How AI Summarization Changed My News Reading
Andrew Zuo
I used to feel guilty about my RSS feeds. Not because I was reading too much, but because I wasn’t reading enough. At some point I had accumulated well over a hundred subscriptions—tech blogs, niche newsletters, industry news sites, personal blogs from people whose writing I genuinely enjoy. The math was simple and depressing. If each feed published even one article a week, that’s over a hundred articles I’d need to process weekly. Nobody has that kind of time.
The old approach was to skim headlines religiously, clicking on anything that looked interesting and hoping I’d land on something worth reading. Most of the time I’d read a paragraph or two before realizing the article wasn’t going to deliver what the headline promised.
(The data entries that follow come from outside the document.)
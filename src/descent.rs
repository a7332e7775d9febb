//! C2: a single pre-pass over a formula AST that collects the variable sets a compilation will
//! need and enforces evidence legality (§4.2), before C3 ever touches a BDD manager.
use crate::ast::{CondExpr, Formula};
use crate::error::{DflError, DflResult};
use crate::evidence::EvidenceFrame;
use crate::model::{ModelStore, NameKind, TreeKind};
use indexmap::IndexSet;

/// The three disjoint variable sets a compiled formula needs declared, in OP → F → A order
/// (§3 "Variable universe").
#[derive(Clone, Debug, Default)]
pub struct VarUsage {
    pub op_vars: IndexSet<String>,
    pub fault_vars: IndexSet<String>,
    pub attack_vars: IndexSet<String>,
}

impl VarUsage {
    fn union_cond_props(&mut self, store: &ModelStore, cond: &CondExpr) {
        for prop in cond.properties() {
            self.op_vars.insert(prop);
        }
        let _ = store;
    }
}

/// Runs C2 over `formula`, returning the variable usage needed to declare a BDD manager.
pub fn descend(store: &ModelStore, formula: &Formula) -> DflResult<VarUsage> {
    let mut usage = VarUsage::default();
    let mut frames: Vec<EvidenceFrame> = Vec::new();
    walk(store, formula, &mut frames, &mut usage)?;
    Ok(usage)
}

fn walk(
    store: &ModelStore,
    formula: &Formula,
    frames: &mut Vec<EvidenceFrame>,
    usage: &mut VarUsage,
) -> DflResult<()> {
    match formula {
        Formula::Const(_) => Ok(()),
        Formula::NodeAtom(name) => {
            if let Some(ancestor) = EvidenceFrame::blacklisted_by(frames, name) {
                return Err(DflError::NodeAncestorEvidence {
                    descendant: name.clone(),
                    ancestor: ancestor.to_string(),
                });
            }
            match store.resolve_name(name) {
                Some(NameKind::AttackNode) => union_tree_node(store, TreeKind::Attack, name, usage),
                Some(NameKind::FaultNode) => union_tree_node(store, TreeKind::Fault, name, usage),
                Some(NameKind::ObjectProperty) => {
                    usage.op_vars.insert(name.clone());
                    Ok(())
                }
                None => Err(DflError::UnknownNode(name.clone())),
            }
        }
        Formula::Not(a) => walk(store, a, frames, usage),
        Formula::And(a, b)
        | Formula::Or(a, b)
        | Formula::Imp(a, b)
        | Formula::Iff(a, b)
        | Formula::Xor(a, b) => {
            walk(store, a, frames, usage)?;
            walk(store, b, frames, usage)
        }
        Formula::Mrs(a) => walk(store, a, frames, usage),
        Formula::WithBooleanEvidence(a, map) => {
            let mut new_blacklist = std::collections::HashMap::new();
            for target in map.keys() {
                classify_evidence_target(store, target, &mut new_blacklist)?;
            }
            for target in map.keys() {
                if let Some(ancestor) = EvidenceFrame::blacklisted_by(frames, target) {
                    return Err(DflError::EvidenceAncestorEvidence {
                        target: target.clone(),
                        ancestor: ancestor.to_string(),
                    });
                }
            }
            frames.push(EvidenceFrame { blacklist: new_blacklist, values: map.clone() });
            let result = walk(store, a, frames, usage);
            frames.pop();
            result
        }
    }
}

/// Validates one evidence target and, if it is a module intermediate node, adds its strict
/// descendants to the scope's blacklist (§4.2).
fn classify_evidence_target(
    store: &ModelStore,
    target: &str,
    blacklist: &mut std::collections::HashMap<String, String>,
) -> DflResult<()> {
    match store.resolve_name(target) {
        Some(NameKind::AttackNode) => classify_tree_target(store, TreeKind::Attack, target, blacklist),
        Some(NameKind::FaultNode) => classify_tree_target(store, TreeKind::Fault, target, blacklist),
        Some(NameKind::ObjectProperty) => Ok(()),
        None => Err(DflError::InvalidNodeEvidence(target.to_string())),
    }
}

fn classify_tree_target(
    store: &ModelStore,
    kind: TreeKind,
    target: &str,
    blacklist: &mut std::collections::HashMap<String, String>,
) -> DflResult<()> {
    let tree = store.tree(kind);
    let node = tree.get(target).expect("resolve_name already confirmed membership");
    if node.is_basic() {
        return Ok(());
    }
    if !store.is_module(tree, target) {
        return Err(DflError::NonModuleNode(target.to_string()));
    }
    for descendant in store.strict_descendants(tree, target) {
        blacklist.entry(descendant).or_insert_with(|| target.to_string());
    }
    Ok(())
}

/// Unions a named tree node's contribution into `usage`: its basic descendants become event
/// variables, and every descendant's condition contributes OP variables (§4.2).
fn union_tree_node(store: &ModelStore, kind: TreeKind, name: &str, usage: &mut VarUsage) -> DflResult<()> {
    let tree = store.tree(kind);
    let basics = store.basic_descendants(tree, name);
    match kind {
        TreeKind::Attack => usage.attack_vars.extend(basics),
        TreeKind::Fault => usage.fault_vars.extend(basics),
    }
    for descendant in store.descendants(tree, name) {
        if let Some(node) = tree.get(&descendant) {
            if let Some(cond) = &node.cond {
                usage.union_cond_props(store, cond);
            }
        }
    }
    Ok(())
}

#[cfg(test)]
mod tests {
    use super::*;
    use crate::model::tree::{Gate, GateKind, TreeNode};
    use crate::model::{DisruptionTree, ObjectGraph};
    use indexmap::IndexMap;

    fn basic(name: &str) -> TreeNode {
        TreeNode {
            name: name.to_string(),
            gate: None,
            prob: None,
            impact: None,
            declared_objects: IndexSet::new(),
            cond: None,
        }
    }

    fn build_store() -> ModelStore {
        let mut nodes = IndexMap::new();
        nodes.insert(
            "R".to_string(),
            TreeNode {
                name: "R".to_string(),
                gate: Some(Gate { kind: GateKind::Or, children: vec!["a".to_string(), "b".to_string()] }),
                prob: None,
                impact: None,
                declared_objects: IndexSet::new(),
                cond: None,
            },
        );
        nodes.insert("a".to_string(), basic("a"));
        nodes.insert("b".to_string(), basic("b"));
        let attack = DisruptionTree { kind: TreeKind::Attack, root: "R".to_string(), nodes };
        let mut fnodes = IndexMap::new();
        fnodes.insert("FR".to_string(), basic("FR"));
        let fault = DisruptionTree { kind: TreeKind::Fault, root: "FR".to_string(), nodes: fnodes };
        ModelStore::build(attack, fault, ObjectGraph::default()).unwrap()
    }

    #[test]
    fn collects_basic_descendants_as_attack_vars() {
        let store = build_store();
        let usage = descend(&store, &Formula::NodeAtom("R".to_string())).unwrap();
        assert!(usage.attack_vars.contains("a"));
        assert!(usage.attack_vars.contains("b"));
    }

    #[test]
    fn evidence_on_descendant_of_evidence_bound_module_fails() {
        let store = build_store();
        let mut map = indexmap::IndexMap::new();
        map.insert("R".to_string(), true);
        let inner = Formula::NodeAtom("a".to_string());
        let formula = Formula::WithBooleanEvidence(Box::new(inner), map);
        let err = descend(&store, &formula).unwrap_err();
        assert!(matches!(err, DflError::NodeAncestorEvidence { .. }));
    }

    #[test]
    fn unknown_name_fails() {
        let store = build_store();
        let err = descend(&store, &Formula::NodeAtom("nope".to_string())).unwrap_err();
        assert!(matches!(err, DflError::UnknownNode(_)));
    }
}
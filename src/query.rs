//! Orchestration: dispatches a parsed [`Query`] across the three layers, owning the per-query
//! `BddManager`/`AddManager` lifecycle (§3 "Lifecycle": "A BDD manager is created per Layer 2/3
//! query ... for Layer 1, a fresh manager per formula is acceptable").
use crate::ast::{BoolEvidence, CmpOp, Formula, Layer2Expr, ProbEvidence, Query};
use crate::bdd::{BddManager, BddPtr};
use crate::compiler::{declare_variables, minimal_assignments_bdd, Compiler};
use crate::descent::{self, VarUsage};
use crate::error::{DflError, DflResult};
use crate::model::{ModelStore, TreeKind};
use crate::mtbdd::AddManager;
use crate::rational::Rational;
use crate::risk::{self, Aggregation, Participant};
use indexmap::{IndexMap, IndexSet};
use std::collections::HashMap;

/// The outcome of a single query, shaped for [`crate::result_print`].
pub enum QueryResult {
    Boolean(bool),
    MinimalConfigs(Vec<IndexSet<String>>),
    Probability { value: Rational, op: CmpOp, threshold: Rational, holds: bool },
    MostRisky { winner: Option<(String, Rational)> },
    TotalRisk(Rational),
    OptimalConf { paths: Vec<IndexMap<String, bool>>, value: Rational },
}

/// Checks a query configuration against the OP variables a formula actually uses: unknown OP
/// names in `config` are warned and dropped (§3 "Configuration"), OPs the formula needs but
/// `config` omits fail with [`DflError::MissingConfiguration`].
fn resolve_config(config: &IndexMap<String, bool>, usage: &VarUsage) -> DflResult<HashMap<String, bool>> {
    for key in config.keys() {
        if !usage.op_vars.contains(key) {
            log::warn!("configuration entry `{key}` is not an object property this formula depends on; dropped");
        }
    }
    let mut resolved = HashMap::new();
    for op in &usage.op_vars {
        match config.get(op) {
            Some(v) => {
                resolved.insert(op.clone(), *v);
            }
            None => return Err(DflError::MissingConfiguration(op.clone())),
        }
    }
    Ok(resolved)
}

/// Checks a query configuration against *every* variable a formula uses — object properties and
/// attack/fault basics alike, not just OP (contrast [`resolve_config`], which Layer 2/3 use).
/// Grounded in `examples/original_source`'s `check_layer1_query`, whose `needed_vars = bdd.support`
/// check is never narrowed to object properties the way Layer 2's `check_layer2_query` narrows its
/// own to `object_properties.intersection(bdd.support)`: Layer 1 "check" has no probabilistic or
/// adversarial reading of an attack/fault basic, so the only way to give it a truth value is for
/// the caller to supply one directly.
fn resolve_full_config(config: &IndexMap<String, bool>, usage: &VarUsage) -> DflResult<HashMap<String, bool>> {
    let needed: std::collections::HashSet<&String> =
        usage.op_vars.iter().chain(usage.fault_vars.iter()).chain(usage.attack_vars.iter()).collect();
    for key in config.keys() {
        if !needed.contains(key) {
            log::warn!("configuration entry `{key}` is not used by this formula; dropped");
        }
    }
    let mut resolved = HashMap::new();
    for name in needed {
        match config.get(name) {
            Some(v) => {
                resolved.insert(name.clone(), *v);
            }
            None => return Err(DflError::MissingConfiguration(name.clone())),
        }
    }
    Ok(resolved)
}

/// Layer 1 "check" (§1, §4.3): `config` must assign every variable the formula uses, then the
/// formula is evaluated as a single total boolean assignment — the restricted BDD is guaranteed to
/// reduce all the way to a terminal once every variable in its support has been pinned.
fn eval_boolean(store: &ModelStore, config: &IndexMap<String, bool>, formula: &Formula) -> DflResult<bool> {
    let usage = descent::descend(store, formula)?;
    let mut manager = BddManager::new();
    declare_variables(&mut manager, &usage);
    let resolved = resolve_full_config(config, &usage)?;

    let mut compiler = Compiler::new(store, &mut manager);
    let mut node = compiler.compile(formula)?;
    for (name, value) in &resolved {
        let var = manager.var_by_name(name).expect("declared above");
        node = manager.restrict(node, var, *value);
    }
    debug_assert!(manager.is_terminal(node), "a total assignment must reduce a BDD to a terminal");
    Ok(manager.is_true(node))
}
//! Boolean condition expressions: the formula language used by a node's `cond=(...)` clause
//! (§3 "Condition"), over object-property names only.
use std::collections::BTreeSet;
use std::fmt;

#[derive(Clone, Debug, Eq, PartialEq, Hash)]
pub enum CondExpr {
    Const(bool),
    Prop(String),
    Not(Box<CondExpr>),
    And(Box<CondExpr>, Box<CondExpr>),
    Or(Box<CondExpr>, Box<CondExpr>),
    Imp(Box<CondExpr>, Box<CondExpr>),
    Iff(Box<CondExpr>, Box<CondExpr>),
    Xor(Box<CondExpr>, Box<CondExpr>),
}

impl CondExpr {
    /// Every object-property name this condition reads (§4.2's "node-condition's property set").
    pub fn properties(&self) -> BTreeSet<String> {
        let mut acc = BTreeSet::new();
        self.collect_properties(&mut acc);
        acc
    }

    fn collect_properties(&self, acc: &mut BTreeSet<String>) {
        match self {
            CondExpr::Const(_) => {}
            CondExpr::Prop(name) => {
                acc.insert(name.clone());
            }
            CondExpr::Not(a) => a.collect_properties(acc),
            CondExpr::And(a, b)
            | CondExpr::Or(a, b)
            | CondExpr::Imp(a, b)
            | CondExpr::Iff(a, b)
            | CondExpr::Xor(a, b) => {
                a.collect_properties(acc);
                b.collect_properties(acc);
            }
        }
    }
}

impl fmt::Display for CondExpr {
    fn fmt(&self, f: &mut fmt::Formatter<'_>) -> fmt::Result {
        match self {
            CondExpr::Const(true) => write!(f, "1"),
            CondExpr::Const(false) => write!(f, "0"),
            CondExpr::Prop(name) => write!(f, "{name}"),
            CondExpr::Not(a) => write!(f, "!{a}"),
            CondExpr::And(a, b) => write!(f, "({a} && {b})"),
            CondExpr::Or(a, b) => write!(f, "({a} || {b})"),
            CondExpr::Imp(a, b) => write!(f, "({a} => {b})"),
            CondExpr::Iff(a, b) => write!(f, "({a} == {b})"),
            CondExpr::Xor(a, b) => write!(f, "({a} != {b})"),
        }
    }
}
It felt like a slot machine, except instead of money I was spending attention.
AI summarization changed the equation entirely. Instead of reading the headline and guessing whether an article deserves my time, I can read a two-sentence summary that captures the core argument or key information. This sounds like a small difference, but it’s genuinely transformative when you’re dealing with volume.
Here’s a concrete example. I follow several cybersecurity blogs that publish detailed technical analyses of recent vulnerabilities. The headlines tend toward the dramatic—“Critical Zero-Day Found in Popular Framework”—which could mean anything from a theoretical edge case to something actively being exploited in the wild. The summary cuts through this immediately. If the summary says “affects version 2.x only, patch released, no active exploits observed,” I can decide to skim later or skip entirely. If it says “actively exploited, all versions affected, no patch available,” that becomes priority reading.
This isn’t about outsourcing my thinking to a machine. The summaries are starting points, not replacements. They help me decide where to invest my attention, which remains entirely my own resource to manage. The articles I do read in full, I read properly—no skimming, no distractions, just the writer’s full argument laid out in front of me.
There’s a secondary benefit that surprised me. AI summaries tend to strip away the rhetorical flourishes and get to the substance. This has made me a better reader of long-form content in general. When I know the core claim upfront, I can follow the author’s reasoning more carefully. I’m not trying to figure out what the article is about while also trying to process the argument. The summary handles the former, freeing me to engage with the latter.
Of course, this approach only works if you trust the summaries to be accurate. A bad summary is worse than no summary—it gives you false confidence that you’ve understood something when you haven’t. This is where the quality of the underlying AI model matters enormously. I’ve experimented with a few different approaches, and the difference between a model that genuinely understands context and one that just extracts sentences at random is stark. The good ones capture nuance. They preserve the author’s tone when it’s relevant to the meaning. They distinguish between claims and evidence.
In Stratum, the summarization feature works on every article in your feeds automatically. You see the summary alongside the headline in your feed view. This means you never have to click through just to figure out whether something is worth your time. The decision happens at the feed level, where you can quickly triage dozens or hundreds of items without leaving your reading flow.
The other thing I’ve noticed is that AI summarization has changed which feeds I keep. I used to hold onto feeds that published infrequently but with high density—those long investigative pieces that come out once a month. I justified keeping them because I didn’t want to miss the occasional masterpiece. But the reality was I’d forget about them entirely between publications, and when something did come out, I’d find it through other channels anyway. Now I’m more ruthless. If a feed doesn’t publish regularly enough to build a reading habit, I let it go. The summaries help me stay disciplined here too, because when I do see an article from a low-frequency feed, the summary tells me immediately whether it matters.
This whole approach rests on the assumption that you actually have too many feeds to read manually. If you’re subscribed to five blogs and three news sites, you don’t need AI help. You can just read everything. But the promise of RSS has always been about building a custom information ecosystem tailored to your interests. That ecosystem tends to grow over time. You discover new writers, new sources, new perspectives. The friction of adding a new feed is nearly zero. The friction of deciding you’ve hit capacity and need to prune is enormous. AI summarization doesn’t solve the pruning problem, but it does raise the ceiling on how much you can reasonably process.
I still read long-form content the old way—slowly, carefully, with highlights and marginalia. The AI doesn’t touch that process. What it does is handle the gatekeeping. It helps me decide what deserves the slow reading treatment and what can be acknowledged and set aside. That decision, made consistently and efficiently, has given me back hours every week.
The broader argument here isn’t really about AI or RSS or any particular tool. It’s about designing your information diet to serve your attention rather than exhaust it. We’re all drowning in content. The question isn’t whether you can keep up—it’s whether you’re choosing what to pay attention to, or whether something else is choosing for you. AI summarization is one tool for taking that choice back. It’s not the only tool, and it’s not right for everyone. But for people who live in their RSS readers, who have built sprawling feed collections over years of careful curation, it’s been worth exploring.